Sur Celluloid Angels, vous pouvez désormais financer la restauration des Tontons flingueurs. —

«Des films vont disparaître s’ils ne sont pas restaurés dans les standards d’aujourd’hui», prévient Audrey Birrien, directrice de restauration des laboratoires Éclair. «Lorsque l’on voit l’état de certains films datant du début du 20ème siècle, il y a de quoi s’inquiéter. Les négatifs sont en état de décomposition avancée», poursuit cette passionnée, qui milite inlassablement pour la restauration du catalogue du cinéma français.

Pour donner une nouvelle vie numérique à ces œuvres et les restaurer en 4 K (super-haute résolution), le groupe Ymagis et sa filiale Eclair ont créé une plateforme de financement participatif. Mise en ligne le 8 juin, Celluloid Angels a déjà lancé sept campagnes de crowdfunding.

Sur le site, les grands classiques du cinéma comme Les Tontons flingueurs de Georges Lautner ou Le Grand bleu de Luc Besson côtoient des productions plus méconnues à l’image de Je chante de Christian Stengel, sorti en 1938. «L’objectif de Celluloid Angels est aussi de restaurer des films d’art et d’essai ou des films expérimentaux», précise ainsi Audrey Birrien.

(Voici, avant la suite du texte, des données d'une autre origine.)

// Baby Jubjub over the BN254 scalar field
// p = 21888242871839275222246405745257275088548364400416034343698204186575808495617
// Twisted Edwards:   168700*x^2 + y^2 = 1 + 168696*x^2*y^2
// Montgomery:        v^2 = u^3 + 168698*u^2 + u
// Short Weierstrass: y^2 = x^3 + A*x + B, A = (3 - 168698^2)/3, B = (2*168698^3 - 9*168698)/27
// Subgroup order n (251 bits): 2736030358979909402780800718157159386076813972158567259200215660948447373041
// Cofactor: 8
// Generator: circomlib Base8, which generates the order-n subgroup

use ark_ff::MontFp;

use crate::BaseField;

pub const COFACTOR: u64 = 8;

/// Twisted Edwards coefficient `a`.
pub const EDWARDS_A: BaseField = MontFp!("168700");

/// Twisted Edwards coefficient `d`.
pub const EDWARDS_D: BaseField = MontFp!("168696");

/// Montgomery coefficient `A`; the Montgomery `B` is 1.
pub const MONTGOMERY_A: BaseField = MontFp!("168698");

/// `A / 3`, the x-shift between the Montgomery and Weierstrass forms.
pub const MONTGOMERY_A_OVER_3: BaseField =
    MontFp!("7296080957279758407415468581752425029516121466805344781232734728858602888105");

pub const WEIERSTRASS_A: BaseField =
    MontFp!("7296080957279758407415468581752425029516121466805344781232734728849116493472");

pub const WEIERSTRASS_B: BaseField =
    MontFp!("16213513238399463127589930181672055621146936592900766180517188641980520820846");

pub(crate) const GENERATOR_X: BaseField =
    MontFp!("14414009007687342025526645003307639786191886886413750648631138442071909631647");

pub(crate) const GENERATOR_Y: BaseField =
    MontFp!("14577268218881899420966779687690205425227431577728659819975198491127179315626");

pub(crate) const EDWARDS_GENERATOR_X: BaseField =
    MontFp!("5299619240641551281634865583518297030282874472190772894086521144482721001553");

pub(crate) const EDWARDS_GENERATOR_Y: BaseField =
    MontFp!("16950150798460657717958625567821834550301663161624707787222815936182638968203");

7 campagnes ont d'ores et déjà été lancées./Celluloid Angels

Encore une restauration?

Avant de lancer la plateforme, il a d’abord fallu convaincre les sceptiques. «Les gens nous disaient, c’est bizarre, on a restauré ces films il n’y a pas très longtemps et on les voit souvent à la télévision», confie Sébastien Arlaud, directeur général adjoint chez Eclair Inside et instigateur du projet Celluloid Angels.

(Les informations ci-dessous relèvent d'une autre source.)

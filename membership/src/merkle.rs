//! Fixed-depth binary Merkle tree over Poseidon, committing to a list of public keys.
//!
//! The leaf list is right-padded with the zero leaf up to `2^depth` entries. Padding is never
//! materialized: every level stores only the nodes that cover real leaves, and missing nodes are
//! read from a per-level table of empty-subtree hashes.

use ark_ff::Field;
use curve::{serde_decimal, BaseField};
use ecdsa::VerifyingKey;
use serde::{Deserialize, Serialize};
use tracing::{debug, info_span};

use crate::errors::{MembershipError, Result};
use crate::poseidon_hash::{hash_public_key, PairHasher};

/// Depth shared with the published membership circuit.
pub const DEFAULT_TREE_DEPTH: usize = 8;

/// Largest supported depth.
pub const MAX_TREE_DEPTH: usize = 32;

/// Value of an unused leaf slot.
pub const DEFAULT_LEAF: BaseField = BaseField::ZERO;

/// Number of leaves a tree of `depth` levels holds.
pub fn tree_capacity(depth: usize) -> Result<usize> {
    if depth > MAX_TREE_DEPTH {
        return Err(MembershipError::InvalidDepth(depth));
    }
    1usize
        .checked_shl(depth as u32)
        .ok_or(MembershipError::InvalidDepth(depth))
}

/// Inclusion proof for one leaf.
///
/// `path_indices[i]` is `0` when the node at level `i` is a left child (its sibling is on the
/// right) and `1` otherwise. Both vectors run from the leaf level to just below the root.
#[derive(Clone, Debug, PartialEq, Eq, Serialize, Deserialize)]
#[serde(rename_all = "camelCase")]
pub struct MerkleProof {
    #[serde(with = "serde_decimal")]
    pub root: BaseField,
    pub path_indices: Vec<u8>,
    #[serde(with = "serde_decimal::vec")]
    pub siblings: Vec<BaseField>,
}

impl MerkleProof {
    /// Recomputes the root from `leaf` along the path and compares it with `root`.
    pub fn verify(&self, leaf: &BaseField) -> Result<bool> {
        if self.path_indices.len() != self.siblings.len() {
            return Ok(false);
        }

        let mut hasher = PairHasher::new()?;
        let mut node = *leaf;
        for (bit, sibling) in self.path_indices.iter().zip(&self.siblings) {
            node = match bit {
                0 => hasher.hash(&node, sibling)?,
                1 => hasher.hash(sibling, &node)?,
                _ => return Ok(false),
            };
        }

        Ok(node == self.root)
    }

    pub fn depth(&self) -> usize {
        self.siblings.len()
    }
}

#[derive(Clone, Debug)]
pub struct MerkleTree {
    depth: usize,
    /// `levels[0]` are the leaves; `levels[depth]` holds at most the root.
    levels: Vec<Vec<BaseField>>,
    /// `empty[i]` is the root of an all-default subtree of height `i`.
    empty: Vec<BaseField>,
}

impl MerkleTree {
    pub fn new(leaves: Vec<BaseField>, depth: usize) -> Result<Self> {
        let capacity = tree_capacity(depth)?;
        if leaves.len() > capacity {
            return Err(MembershipError::TooManyLeaves {
                leaves: leaves.len(),
                capacity,
            });
        }

        let mut hasher = PairHasher::new()?;

        let mut empty = Vec::with_capacity(depth + 1);
        empty.push(DEFAULT_LEAF);
        for level in 0..depth {
            let below = empty[level];
            empty.push(hasher.hash(&below, &below)?);
        }

        let mut levels = Vec::with_capacity(depth + 1);
        levels.push(leaves);
        for level in 0..depth {
            let next = levels[level]
                .chunks(2)
                .map(|pair| {
                    let right = pair.get(1).copied().unwrap_or(empty[level]);
                    hasher.hash(&pair[0], &right)
                })
                .collect::<Result<Vec<_>>>()?;
            levels.push(next);
        }

        debug!(leaves = levels[0].len(), depth, "built merkle tree");
        Ok(Self {
            depth,
            levels,
            empty,
        })
    }

    pub fn from_public_keys(public_keys: &[VerifyingKey], depth: usize) -> Result<Self> {
        let mut hasher = PairHasher::new()?;
        let leaves = public_keys
            .iter()
            .map(|key| hash_public_key(&mut hasher, key))
            .collect::<Result<Vec<_>>>()?;
        Self::new(leaves, depth)
    }

    pub fn depth(&self) -> usize {
        self.depth
    }

    /// Leaves actually supplied, without padding.
    pub fn leaves(&self) -> &[BaseField] {
        &self.levels[0]
    }

    pub fn root(&self) -> BaseField {
        self.node(self.depth, 0)
    }

    pub fn proof(&self, index: usize) -> Result<MerkleProof> {
        let len = self.leaves().len();
        if index >= len {
            return Err(MembershipError::IndexOutOfRange { index, len });
        }

        let mut path_indices = Vec::with_capacity(self.depth);
        let mut siblings = Vec::with_capacity(self.depth);
        let mut position = index;
        for level in 0..self.depth {
            path_indices.push((position & 1) as u8);
            siblings.push(self.node(level, position ^ 1));
            position >>= 1;
        }

        Ok(MerkleProof {
            root: self.root(),
            path_indices,
            siblings,
        })
    }

    fn node(&self, level: usize, position: usize) -> BaseField {
        self.levels[level]
            .get(position)
            .copied()
            .unwrap_or(self.empty[level])
    }
}

/// Hashes `public_keys` into a tree of `depth` levels and returns the inclusion proof of the
/// key at `index`.
pub fn build_proof(
    public_keys: &[VerifyingKey],
    index: usize,
    depth: usize,
) -> Result<MerkleProof> {
    let _span = info_span!("merkle_proof", leaves = public_keys.len(), depth).entered();

    let capacity = tree_capacity(depth)?;
    if public_keys.len() > capacity {
        return Err(MembershipError::TooManyLeaves {
            leaves: public_keys.len(),
            capacity,
        });
    }
    if index >= public_keys.len() {
        return Err(MembershipError::IndexOutOfRange {
            index,
            len: public_keys.len(),
        });
    }

    MerkleTree::from_public_keys(public_keys, depth)?.proof(index)
}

«J’essaye d’expliquer qu’on est passé du VHS au DVD, du DVD au Blu-ray et maintenant du HD vers l’image 4K», explique-t-il. «Les diffuseurs télé sélectionnent d’abord les programmes compatibles avec la norme du moment. Le risque si on ne restaure pas ces films en 4K c’est qu’à terme ils ne soient plus diffusés.»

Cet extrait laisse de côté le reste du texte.